Task to carry out
Find the string "Claims" in the data, then copy every line where it is found.

Extracted entries

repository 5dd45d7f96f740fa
use serde::{Deserialize, Deserializer, Serialize};
use std::fmt;
use std::str::FromStr;
use thiserror::Error;

/// The provider kinds a channel can be bound to.
/// The serialized names are the values stored in `notification_channels.channel_type`.
#[derive(Debug, Clone, Copy, PartialEq, Eq, Hash, Serialize, Deserialize)]
pub enum ChannelType {
    #[serde(rename = "smtp", alias = "email")]
    Email,
    #[serde(rename = "sms")]
    Sms,
    #[serde(rename = "tg", alias = "telegram")]
    Telegram,
    #[serde(rename = "dingtalk")]
    DingTalk,
    #[serde(rename = "feishu")]
    Feishu,
    #[serde(rename = "wechat")]
    WeChat,
    #[serde(rename = "webhook")]
    Webhook,
}

impl ChannelType {
    pub const ALL: [ChannelType; 7] = [
        ChannelType::Email,
        ChannelType::Sms,
        ChannelType::Telegram,
        ChannelType::DingTalk,
        ChannelType::Feishu,
        ChannelType::WeChat,
        ChannelType::Webhook,
    ];

    pub fn as_str(&self) -> &'static str {
        match self {
            ChannelType::Email => "smtp",
            ChannelType::Sms => "sms",
            ChannelType::Telegram => "tg",
            ChannelType::DingTalk => "dingtalk",
            ChannelType::Feishu => "feishu",
            ChannelType::WeChat => "wechat",
            ChannelType::Webhook => "webhook",
        }
    }
}

impl fmt::Display for ChannelType {
    fn fmt(&self, f: &mut fmt::Formatter<'_>) -> fmt::Result {
        f.write_str(self.as_str())
    }
}

#[derive(Error, Debug, Clone, PartialEq, Eq)]
#[error("unsupported channel type: {0}")]
pub struct UnsupportedChannelType(pub String);

impl FromStr for ChannelType {
    type Err = UnsupportedChannelType;

    fn from_str(s: &str) -> Result<Self, Self::Err> {
        match s.trim().to_ascii_lowercase().as_str() {
            "smtp" | "email" => Ok(ChannelType::Email),
            "sms" => Ok(ChannelType::Sms),
            "tg" | "telegram" => Ok(ChannelType::Telegram),
            "dingtalk" => Ok(ChannelType::DingTalk),
            "feishu" => Ok(ChannelType::Feishu),
            "wechat" => Ok(ChannelType::WeChat),
            "webhook" => Ok(ChannelType::Webhook),
            _ => Err(UnsupportedChannelType(s.to_string())),
        }
    }
}

// --- Provider configurations ---
//
// Each struct mirrors the JSON object a user stores for that channel type.
// They are deserialized from the decrypted config at send time, so a missing
// required field surfaces as a sender error naming that field.

#[derive(Debug, Clone, Deserialize)]
pub struct SmtpConfig {
    pub smtp_server: String,
    pub smtp_username: String,
    pub smtp_password: String,
    #[serde(default = "default_smtp_port", deserialize_with = "port_from_number_or_string")]
    pub smtp_port: u16,
    #[serde(default)]
    pub use_ssl: bool,
}

fn default_smtp_port() -> u16 {
    465
}

#[derive(Debug, Clone, Deserialize)]
pub struct SmsConfig {
    pub access_key_id: String,
    pub access_key_secret: String,
    /// Overrides the public Dysms endpoint.
    pub endpoint: Option<String>,
}

#[derive(Debug, Clone, Deserialize)]
pub struct TelegramConfig {
    pub api_url: String,
    pub bot_token: String,
    #[serde(deserialize_with = "string_from_number_or_string")]
    pub chat_id: String,
    #[serde(default)]
    pub is_proxy: bool,
    pub https_proxy: Option<String>,
}

#[derive(Debug, Clone, Copy, Default, PartialEq, Eq, Deserialize)]
#[serde(rename_all = "lowercase")]
pub enum MessageFormat {
    #[default]
    Text,
    Markdown,
}

#[derive(Debug, Clone, Deserialize)]
pub struct DingTalkConfig {
    pub webhook_url: String,
    pub secret: Option<String>,
    #[serde(default)]
    pub msg_type: MessageFormat,
    pub title: Option<String>,
    #[serde(default)]
    pub at_mobiles: Vec<String>,
}

#[derive(Debug, Clone, Deserialize)]
pub struct FeishuConfig {
    pub webhook_url: String,
}

#[derive(Debug, Clone, Deserialize)]
pub struct WeChatConfig {
    pub webhook_url: String,
    #[serde(default)]
    pub msg_type: MessageFormat,
}

#[derive(Debug, Clone, Deserialize)]
pub struct WebhookConfig {
    pub webhook_url: String,
}

#[derive(Deserialize)]
#[serde(untagged)]
enum NumberOrString {
    Number(serde_json::Number),
    String(String),
}

fn string_from_number_or_string<'de, D>(deserializer: D) -> Result<String, D::Error>
where
    D: Deserializer<'de>,
{
    match NumberOrString::deserialize(deserializer)? {
        NumberOrString::Number(n) => Ok(n.to_string()),
        NumberOrString::String(s) => Ok(s),
    }
}

fn port_from_number_or_string<'de, D>(deserializer: D) -> Result<u16, D::Error>
where
    D: Deserializer<'de>,
{
    let raw = string_from_number_or_string(deserializer)?;
    raw.trim()
        .parse::<u16>()
        .map_err(|_| serde::de::Error::custom("smtp_port must be a valid port number"))
}

// --- Management API models ---

/// Defines the structure for a field in a channel template for the frontend.
#[derive(Debug, Clone, Serialize, Deserialize)]
pub struct ChannelTemplateField {
    pub name: String,
    #[serde(rename = "type")]
    pub field_type: String, // e.g., "text", "password", "boolean"
    pub required: bool,
    pub label: String,
    pub help_text: Option<String>,
}

/// Defines the template for a channel type, used to dynamically generate UI.
#[derive(Debug, Clone, Serialize, Deserialize)]
pub struct ChannelTemplate {
    pub channel_type: ChannelType,
    pub name: String,
    pub fields: Vec<ChannelTemplateField>,
}

/// API request body for creating or replacing a notification channel.
/// Updates are always a full replace, so both operations share this shape.
#[derive(Debug, Clone, Serialize, Deserialize)]
pub struct ChannelRequest {
    pub channel_id: String,
    pub channel_type: String,
    pub config: serde_json::Value,
}

/// API response for a notification channel.
/// `config` is only populated on the single-channel read used by edit forms.
#[derive(Debug, Clone, Serialize, Deserialize)]
pub struct ChannelResponse {
    pub id: i64,
    pub channel_id: String,
    pub channel_type: String,
    #[serde(skip_serializing_if = "Option::is_none")]
    pub config: Option<serde_json::Value>,
    pub created_at: chrono::DateTime<chrono::Utc>,
    pub updated_at: chrono::DateTime<chrono::Utc>,
}

/// API request for sending a test notification.
#[derive(Debug, Clone, Serialize, Deserialize)]
pub struct TestChannelRequest {
    pub content: Option<serde_json::Value>,
}
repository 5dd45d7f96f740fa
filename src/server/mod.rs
pub mod config;
use serde::Deserialize;
use std::fs;
use std::path::Path;

pub const DEFAULT_SECRET_KEY: &str = "default-secret-key";
pub const DEFAULT_ENCRYPTION_KEY: &str = "default-encryption_key";

#[derive(Deserialize, Debug, Clone)]
pub struct ServerConfig {
    /// Signs management session JWTs.
    pub secret_key: String,
    /// Process-wide secret the channel config cipher key is derived from.
    pub encryption_key: String,
    pub database_url: String,
    pub server_host: String,
    pub server_port: u16,
    pub registration_enabled: bool,
    pub log_dir: String,
}

// Partial config for layering
#[derive(Deserialize, Default, Debug)]
struct PartialServerConfig {
    secret_key: Option<String>,
    encryption_key: Option<String>,
    database_url: Option<String>,
    server_host: Option<String>,
    server_port: Option<u16>,
    registration_enabled: Option<bool>,
    log_dir: Option<String>,
}

fn default_database_url() -> String {
    "sqlite://notifyhub.db".to_string()
}

fn default_server_host() -> String {
    "127.0.0.1".to_string()
}

fn default_log_dir() -> String {
    "logs".to_string()
}

impl Default for ServerConfig {
    fn default() -> Self {
        Self {
            secret_key: DEFAULT_SECRET_KEY.to_string(),
            encryption_key: DEFAULT_ENCRYPTION_KEY.to_string(),
            database_url: default_database_url(),
            server_host: default_server_host(),
            server_port: 5000,
            registration_enabled: true,
            log_dir: default_log_dir(),
        }
    }
}

impl ServerConfig {
    pub fn load(config_path: Option<&str>) -> Result<Self, String> {
        dotenv::dotenv().ok();
        Self::load_from(config_path, std::env::vars())
    }

    /// Layers defaults, the optional TOML file and the given environment, in that order.
    pub fn load_from<I>(config_path: Option<&str>, env_vars: I) -> Result<Self, String>
    where
        I: IntoIterator<Item = (String, String)>,
    {
        // 1. Load from file (optional)
        let file_config: PartialServerConfig = if let Some(path_str) = config_path {
            let path = Path::new(path_str);
            if path.exists() {
                let contents = fs::read_to_string(path)
                    .map_err(|e| format!("Failed to read config file at {path:?}: {e}"))?;
                toml::from_str(&contents)
                    .map_err(|e| format!("Failed to parse TOML from config file at {path:?}: {e}"))?
            } else {
                PartialServerConfig::default()
            }
        } else {
            PartialServerConfig::default()
        };

        // 2. Load from environment variables
        let env_config: PartialServerConfig = envy::from_iter(env_vars)
            .map_err(|e| format!("Failed to load config from environment: {e}"))?;

        // 3. Merge: environment overrides file
        let defaults = ServerConfig::default();
        Ok(ServerConfig {
            secret_key: env_config
                .secret_key
                .or(file_config.secret_key)
                .unwrap_or(defaults.secret_key),
            encryption_key: env_config
                .encryption_key
                .or(file_config.encryption_key)
                .unwrap_or(defaults.encryption_key),
            database_url: env_config
                .database_url
                .or(file_config.database_url)
                .unwrap_or(defaults.database_url),
            server_host: env_config
                .server_host
                .or(file_config.server_host)
                .unwrap_or(defaults.server_host),
            server_port: env_config
                .server_port
                .or(file_config.server_port)
                .unwrap_or(defaults.server_port),
            registration_enabled: env_config
                .registration_enabled
                .or(file_config.registration_enabled)
                .unwrap_or(defaults.registration_enabled),
            log_dir: env_config
                .log_dir
                .or(file_config.log_dir)
                .unwrap_or(defaults.log_dir),
        })
    }

    pub fn bind_address(&self) -> String {
        format!("{}:{}", self.server_host, self.server_port)
    }

    /// True when either secret is still the built-in development value.
    pub fn uses_default_secrets(&self) -> bool {
        self.secret_key == DEFAULT_SECRET_KEY || self.encryption_key == DEFAULT_ENCRYPTION_KEY
    }
}

#[cfg(test)]
mod tests {
    use super::*;
    use std::io::Write;

    fn env(pairs: &[(&str, &str)]) -> Vec<(String, String)> {
        pairs
            .iter()
            .map(|(k, v)| (k.to_string(), v.to_string()))
            .collect()
    }

    #[test]
    fn defaults_apply_without_file_or_env() {
        let config = ServerConfig::load_from(None, Vec::new()).unwrap();
        assert_eq!(config.database_url, "sqlite://notifyhub.db");
        assert_eq!(config.bind_address(), "127.0.0.1:5000");
        assert!(config.registration_enabled);
        assert!(config.uses_default_secrets());
    }

    #[test]
    fn environment_overrides_file() {
        let mut file = tempfile::NamedTempFile::new().unwrap();
        writeln!(
            file,
            "server_port = 8081\nencryption_key = \"from-file\"\nregistration_enabled = false"
        )
        .unwrap();
        let path = file.path().to_str().unwrap().to_string();

        let config = ServerConfig::load_from(
            Some(&path),
            env(&[("ENCRYPTION_KEY", "from-env"), ("SECRET_KEY", "s3cret")]),
        )
        .unwrap();

        assert_eq!(config.server_port, 8081);
        assert_eq!(config.encryption_key, "from-env");
        assert!(!config.registration_enabled);
        assert!(!config.uses_default_secrets());
    }

    #[test]
    fn missing_file_falls_back_to_defaults() {
        let config =
            ServerConfig::load_from(Some("/nonexistent/notifyhub.toml"), Vec::new()).unwrap();
        assert_eq!(config.log_dir, "logs");
    }

    #[test]
    fn invalid_port_in_environment_is_an_error() {
        let result = ServerConfig::load_from(None, env(&[("SERVER_PORT", "not-a-port")]));
        assert!(result.is_err());
    }
}
use serde::{Deserialize, Serialize};
use serde_json::Value;

#[derive(Debug, Serialize, Deserialize)]
pub struct RegisterRequest {
    pub username: String,
    pub email: String,
    pub password: String,
}

#[derive(Debug, Serialize, Deserialize)]
pub struct LoginRequest {
    pub username: String,
    pub password: String,
}

#[derive(Debug, Serialize, Deserialize)]
pub struct UserResponse {
    pub id: i64,
    pub username: String,
    pub email: String,
}

#[derive(Debug, Serialize, Deserialize)]
pub struct LoginResponse {
    pub token: String,
    pub user_id: i64,
    pub username: String,
}

// JWT Claims structure
#[derive(Debug, Serialize, Deserialize)]
pub struct Claims {
    pub sub: String, // username
    pub user_id: i64,
    pub exp: usize,
}

/// Struct to hold authenticated user details, to be passed as a request extension.
#[derive(Debug, Clone)]
pub struct AuthenticatedUser {
    pub id: i64,
    pub username: String,
}

/// Body of `POST /api/notify`. Every field is optional here so that a missing
/// one is reported with the API's own message instead of a rejection.
/// `id` may arrive as a string or a number.
#[derive(Debug, Default, Deserialize)]
pub struct NotifyRequest {
    pub token: Option<String>,
    pub id: Option<Value>,
    pub content: Option<Value>,
}

#[derive(Debug, Serialize, Deserialize)]
pub struct StatusResponse {
    pub status: String,
    pub message: String,
}

impl StatusResponse {
    pub fn success(message: impl Into<String>) -> Self {
        Self {
            status: "success".to_string(),
            message: message.into(),
        }
    }
}

#[derive(Debug, Serialize, Deserialize)]
pub struct ApiTokenResponse {
    pub token: String,
}

#[derive(Debug, Serialize, Deserialize)]
pub struct RefreshTokenResponse {
    pub status: String,
    pub new_token: String,
}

Written response
// JWT Claims structure
pub struct Claims {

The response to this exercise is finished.